Effect of ShA and LgA amphetamine self-administration on NMDA
receptor subunits and the respective scaffolding proteins in the
post-synaptic terminal of SERT+/+ and
SERT-/- rats .
The next step was to investigate the protein expression of the main
subunits of the NMDA receptors. In the cNAc, two-way ANOVA of GluN1
levels, the obligatory subunit of NMDA receptors revealed an effect of
genotype (F(1,57)=4.544, p=0.0374) and a significant
AMPH access x genotype interaction (F(2,57)=8.103,
p=0.0008; Fig 6a). Post-hoc testing revealed that the expression of this
subunit of the NMDA receptor is significantly increased following the
LgA (+40% vs SERT-/--naive, p=0.0056), but not the
ShA procedure in SERT-/- rats. Neither ShA, nor LgA,
affected GluN1 expression in the cNAc of in SERT+/+rats.
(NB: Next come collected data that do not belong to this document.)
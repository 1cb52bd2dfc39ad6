/// Built-in DNS providers
#[cfg(feature = "dns-alibaba")]
pub mod alibaba;
#[cfg(feature = "dns-azure")]
pub mod azure;
#[cfg(feature = "dns-cloudflare")]
pub mod cloudflare;
#[cfg(feature = "dns-cloudns")]
pub mod cloudns;
#[cfg(feature = "dns-digitalocean")]
pub mod digitalocean;
#[cfg(feature = "dns-godaddy")]
pub mod godaddy;
#[cfg(feature = "dns-google")]
pub mod google;
#[cfg(feature = "dns-huawei")]
pub mod huawei;
#[cfg(feature = "dns-linode")]
pub mod linode;
#[cfg(feature = "dns-route53")]
pub mod route53;
#[cfg(feature = "dns-tencent")]
pub mod tencent;

#[cfg(feature = "dns-alibaba")]
pub use alibaba::AlibabaCloudDnsProvider;
#[cfg(feature = "dns-azure")]
pub use azure::AzureDnsProvider;
#[cfg(feature = "dns-cloudflare")]
pub use cloudflare::CloudFlareDnsProvider;
#[cfg(feature = "dns-cloudns")]
pub use cloudns::ClouDnsProvider;
#[cfg(feature = "dns-digitalocean")]
pub use digitalocean::DigitalOceanDnsProvider;
#[cfg(feature = "dns-godaddy")]
pub use godaddy::GodaddyDnsProvider;
#[cfg(feature = "dns-google")]
pub use google::GoogleCloudDnsProvider;
#[cfg(feature = "dns-huawei")]
pub use huawei::HuaweiCloudDnsProvider;
#[cfg(feature = "dns-linode")]
pub use linode::LinodeDnsProvider;
#[cfg(feature = "dns-route53")]
pub use route53::Route53DnsProvider;
#[cfg(feature = "dns-tencent")]
pub use tencent::TencentCloudDnsProvider;
/// Storage backends for certificates, account data, and session state.
/// This module provides a pluggable storage architecture with support for
/// local files, Redis, in-memory, and encrypted wrappers.
pub mod cert_store;
pub mod encrypted;
pub mod file;
pub mod memory;
pub mod migration;

#[cfg(feature = "redis")]
pub mod redis;

use crate::error::Result;
use async_trait::async_trait;

/// A trait defining the interface for all storage backends.
/// Implementations must be thread-safe and support asynchronous operations.
#[async_trait]
pub trait StorageBackend: Send + Sync {
    /// Stores a binary value associated with the given key.
    async fn store(&self, key: &str, value: &[u8]) -> Result<()>;

    /// Loads a binary value by its key. Returns `None` if the key does not exist.
    async fn load(&self, key: &str) -> Result<Option<Vec<u8>>>;

    /// Deletes the value associated with the given key.
    async fn delete(&self, key: &str) -> Result<()>;

    /// Lists all keys that start with the specified prefix.
    async fn list(&self, prefix: &str) -> Result<Vec<String>>;
}

/// Blanket implementation for `Arc<T>` to allow easy sharing of storage backends.
#[async_trait]
impl<T: StorageBackend + ?Sized> StorageBackend for std::sync::Arc<T> {
    async fn store(&self, key: &str, value: &[u8]) -> Result<()> {
        (**self).store(key, value).await
    }

    async fn load(&self, key: &str) -> Result<Option<Vec<u8>>> {
        (**self).load(key).await
    }

    async fn delete(&self, key: &str) -> Result<()> {
        (**self).delete(key).await
    }

    async fn list(&self, prefix: &str) -> Result<Vec<String>> {
        (**self).list(prefix).await
    }
}

pub use cert_store::CertificateStore;
pub use encrypted::EncryptedStorage;
pub use file::FileStorage;
pub use memory::MemoryStorage;
pub use migration::StorageMigrator;
#[cfg(feature = "redis")]
pub use redis::RedisStorage;
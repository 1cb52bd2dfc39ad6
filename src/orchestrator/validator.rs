/// Domain validation orchestration
use crate::config::Config;
use crate::error::Result;
use super::Orchestrator;
use async_trait::async_trait;

/// Orchestrator for validating domain control
pub struct DomainValidator {
    domains: Vec<String>,
}

impl DomainValidator {
    /// Create a new validator
    pub fn new(domains: Vec<String>) -> Self {
        Self { domains }
    }
}

#[async_trait]
impl Orchestrator for DomainValidator {
    async fn execute(&self, _config: &Config) -> Result<()> {
        tracing::info!("Starting domain validation for: {:?}", self.domains);

        // This would implement pre-flight checks to ensure:
        // 1. DNS records point to this server (for HTTP-01)
        // 2. DNS API credentials are valid (for DNS-01)
        // 3. Ports are accessible

        // Placeholder implementation
        tracing::info!("Domain validation completed successfully");

        Ok(())
    }
}
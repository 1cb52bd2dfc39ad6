/// Renewal registry (C2): persists the set of scheduled renewals.
use super::error::{RenewalError, Result};
use super::target::Target;
use jiff::{Span, Timestamp};
use serde::{Deserialize, Serialize};
use std::path::{Path, PathBuf};
use std::sync::Arc;
use tokio::sync::RwLock;

/// A certificate previously issued or stored: stable thumbprint, the PEM
/// bytes, and a reference to the store plugin instance that holds it.
#[derive(Debug, Clone, Serialize, Deserialize, PartialEq, Eq)]
pub struct CertRecord {
    pub thumbprint: String,
    pub certificate_pem: String,
    pub private_key_pem: String,
    /// Opaque reference into the owning store (e.g. a file path or a
    /// certificate-store friendly name). Adopted as-is when a find-by-thumbprint
    /// hit means the record is not re-saved.
    pub store_ref: String,
}

/// The persistent record pairing a Target with run history and next-due date.
#[derive(Debug, Clone, Serialize, Deserialize)]
pub struct ScheduledRenewal {
    pub target: Target,
    pub last_run: Option<Timestamp>,
    pub next_due: Timestamp,
    pub is_new: bool,
    pub updated: bool,
    pub test_mode: bool,
    pub script: Option<PathBuf>,
    pub script_parameters: Option<String>,
    pub central_ssl_store: Option<String>,
    pub certificate_store: Option<String>,
    pub keep_existing: Option<bool>,
    pub installation_plugin_names: Vec<String>,
    pub warmup: bool,
    /// The certificate this record currently points at, if any — the "old"
    /// certificate seen by the install/prune steps of the next renewal.
    pub certificate: Option<CertRecord>,
}

impl ScheduledRenewal {
    pub fn new(target: Target, renewal_window: Span) -> Result<Self> {
        if target.plugin.is_empty() {
            return Err(RenewalError::invalid_input(
                "target plugin coordinates must not be empty",
            ));
        }
        let next_due = Timestamp::now()
            .checked_add(renewal_window)
            .map_err(|e| RenewalError::unexpected(format!("invalid renewal window: {e}")))?;
        Ok(Self {
            target,
            last_run: None,
            next_due,
            is_new: true,
            updated: false,
            test_mode: false,
            script: None,
            script_parameters: None,
            central_ssl_store: None,
            certificate_store: None,
            keep_existing: None,
            installation_plugin_names: Vec::new(),
            warmup: false,
            certificate: None,
        })
    }

    pub fn is_due(&self, now: Timestamp) -> bool {
        self.next_due < now
    }
}

/// Success flag, optional error message, optional reference to the produced
/// certificate record.
#[derive(Debug, Clone)]
pub struct RenewResult {
    pub success: bool,
    pub error_message: Option<String>,
    pub certificate: Option<CertRecord>,
}

impl RenewResult {
    pub fn failure(message: impl Into<String>) -> Self {
        Self {
            success: false,
            error_message: Some(message.into()),
            certificate: None,
        }
    }

    pub fn success(certificate: CertRecord) -> Self {
        Self {
            success: true,
            error_message: None,
            certificate: Some(certificate),
        }
    }

    /// Success with no certificate side effects — the test-mode short
    /// circuit in step 6 of the renewal driver.
    pub fn success_without_certificate() -> Self {
        Self {
            success: true,
            error_message: None,
            certificate: None,
        }
    }
}

#[derive(Default, Serialize, Deserialize)]
struct RegistryFile {
    #[serde(default)]
    renewals: Vec<ScheduledRenewal>,
}

/// Persists the set of scheduled renewals as JSON, loaded eagerly and
/// rewritten whole (write-to-temp-then-rename) on every mutating call —
/// the same "small file, rewritten whole" pattern the storage backends use
/// for their own namespaced entries.
pub struct RenewalRegistry {
    path: PathBuf,
    renewals: Arc<RwLock<Vec<ScheduledRenewal>>>,
    pub renewal_window: Span,
}

impl RenewalRegistry {
    /// Default renewal window: 60 days.
    pub fn default_window() -> Span {
        Span::new().days(60)
    }

    pub async fn open(path: impl AsRef<Path>, renewal_window: Span) -> Result<Self> {
        let path = path.as_ref().to_path_buf();
        let renewals = if path.exists() {
            let content = tokio::fs::read_to_string(&path)
                .await
                .map_err(|e| RenewalError::unexpected(format!("read registry: {e}")))?;
            let file: RegistryFile = serde_json::from_str(&content)
                .map_err(|e| RenewalError::unexpected(format!("parse registry: {e}")))?;
            file.renewals
        } else {
            Vec::new()
        };

        Ok(Self {
            path,
            renewals: Arc::new(RwLock::new(renewals)),
            renewal_window,
        })
    }

    async fn flush(&self, renewals: &[ScheduledRenewal]) -> Result<()> {
        let file = RegistryFile {
            renewals: renewals.to_vec(),
        };
        let content = serde_json::to_string_pretty(&file)
            .map_err(|e| RenewalError::unexpected(format!("serialize registry: {e}")))?;

        if let Some(parent) = self.path.parent() {
            tokio::fs::create_dir_all(parent)
                .await
                .map_err(|e| RenewalError::unexpected(format!("create registry dir: {e}")))?;
        }

        let tmp_path = self.path.with_extension("json.tmp");
        tokio::fs::write(&tmp_path, content)
            .await
            .map_err(|e| RenewalError::unexpected(format!("write registry: {e}")))?;
        tokio::fs::rename(&tmp_path, &self.path)
            .await
            .map_err(|e| RenewalError::unexpected(format!("rename registry: {e}")))?;
        Ok(())
    }

    /// Matches by Target identity (primary host and plugin coordinates).
    pub async fn find(&self, target: &Target) -> Option<ScheduledRenewal> {
        let renewals = self.renewals.read().await;
        renewals
            .iter()
            .find(|r| r.target.same_identity(target))
            .cloned()
    }

    /// Persists the record with outcome; on success sets `is_new=false`,
    /// records the timestamp, and computes the next due date. Replaces in
    /// place if a record with the same Target identity already exists.
    pub async fn save(&self, mut renewal: ScheduledRenewal, result: &RenewResult) -> Result<()> {
        let now = Timestamp::now();
        renewal.last_run = Some(now);
        if result.success {
            renewal.is_new = false;
            renewal.next_due = now
                .checked_add(self.renewal_window)
                .map_err(|e| RenewalError::unexpected(format!("invalid renewal window: {e}")))?;
            if let Some(cert) = &result.certificate {
                renewal.certificate = Some(cert.clone());
            }
        }

        let mut renewals = self.renewals.write().await;
        if let Some(existing) = renewals
            .iter_mut()
            .find(|r| r.target.same_identity(&renewal.target))
        {
            renewal.updated = true;
            *existing = renewal;
        } else {
            renewals.push(renewal);
        }
        self.flush(&renewals).await
    }

    /// Removes the record matching this renewal's target, if any.
    pub async fn cancel(&self, target: &Target) -> Result<()> {
        let mut renewals = self.renewals.write().await;
        renewals.retain(|r| !r.target.same_identity(target));
        self.flush(&renewals).await
    }

    /// Snapshot of all scheduled records.
    pub async fn renewals(&self) -> Vec<ScheduledRenewal> {
        self.renewals.read().await.clone()
    }
}

#[cfg(test)]
mod tests {
    use super::*;
    use crate::renewal::target::PluginCoordinates;

    fn coords() -> PluginCoordinates {
        PluginCoordinates {
            target_plugin: "manual".into(),
            validation_plugin: "http01".into(),
            challenge_type: "http-01".into(),
        }
    }

    async fn temp_registry() -> (RenewalRegistry, tempfile::TempDir) {
        let dir = tempfile::tempdir().unwrap();
        let path = dir.path().join("renewals.json");
        let registry = RenewalRegistry::open(&path, RenewalRegistry::default_window())
            .await
            .unwrap();
        (registry, dir)
    }

    #[tokio::test]
    async fn save_then_find_round_trips() {
        let (registry, _dir) = temp_registry().await;
        let target = Target::new("example.com", coords());
        let renewal = ScheduledRenewal::new(target.clone(), registry.renewal_window).unwrap();

        registry
            .save(renewal, &RenewResult::success(CertRecord {
                thumbprint: "abc".into(),
                certificate_pem: String::new(),
                private_key_pem: String::new(),
                store_ref: "store://abc".into(),
            }))
            .await
            .unwrap();

        let found = registry.find(&target).await.expect("record present");
        assert!(!found.is_new);
        assert_eq!(found.certificate.unwrap().thumbprint, "abc");
    }

    #[tokio::test]
    async fn cancel_removes_record() {
        let (registry, _dir) = temp_registry().await;
        let target = Target::new("example.com", coords());
        let renewal = ScheduledRenewal::new(target.clone(), registry.renewal_window).unwrap();
        registry
            .save(renewal, &RenewResult::failure("boom"))
            .await
            .unwrap();
        assert!(registry.find(&target).await.is_some());

        registry.cancel(&target).await.unwrap();
        assert!(registry.find(&target).await.is_none());
    }

    #[tokio::test]
    async fn save_replaces_existing_record_in_place() {
        let (registry, _dir) = temp_registry().await;
        let target = Target::new("example.com", coords());
        let first = ScheduledRenewal::new(target.clone(), registry.renewal_window).unwrap();
        registry
            .save(first, &RenewResult::failure("first failure"))
            .await
            .unwrap();

        let second = ScheduledRenewal::new(target.clone(), registry.renewal_window).unwrap();
        registry
            .save(second, &RenewResult::failure("second failure"))
            .await
            .unwrap();

        assert_eq!(registry.renewals().await.len(), 1);
    }

    #[tokio::test]
    async fn idempotent_due_scan_with_unadvanced_clock() {
        let (registry, _dir) = temp_registry().await;
        let target = Target::new("example.com", coords());
        let mut renewal = ScheduledRenewal::new(target, registry.renewal_window).unwrap();
        renewal.next_due = Timestamp::now().checked_sub(Span::new().days(1)).unwrap();
        registry
            .save(renewal, &RenewResult::success(CertRecord {
                thumbprint: "abc".into(),
                certificate_pem: String::new(),
                private_key_pem: String::new(),
                store_ref: "store://abc".into(),
            }))
            .await
            .unwrap();

        // After a successful save, next_due has moved into the future, so a
        // second force=false scan at the same instant finds nothing due.
        let due_now: Vec<_> = registry
            .renewals()
            .await
            .into_iter()
            .filter(|r| r.is_due(Timestamp::now()))
            .collect();
        assert!(due_now.is_empty());
    }
}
A different situation was, instead, observed in the sNAc. Two-way
ANOVA revealed a main effect of AMPH access
(F(2,53)=3.314, p=0.044), genotype
(F(1,53)=20.53, p<0.0001) and a significant
AMPH access x genotype interaction (F(2,53)=4.675,
p=0.0135; Fig 6b). Upon sub-testing we found an increased expression of
GluN1 in SERT-/- naïve-rats (+44% vs
SERT+/+-naive, p=0.0006), which was not further
enhanced by the ShA and the LgA procedure. Conversely, both the ShA
(+31% vs SERT-/--naive, p=0.0085) and LgA (+32% vs
SERT-/--naive, p=0.0089) conditions caused an
enhancement in GluN1 protein levels in SERT+/+ rats.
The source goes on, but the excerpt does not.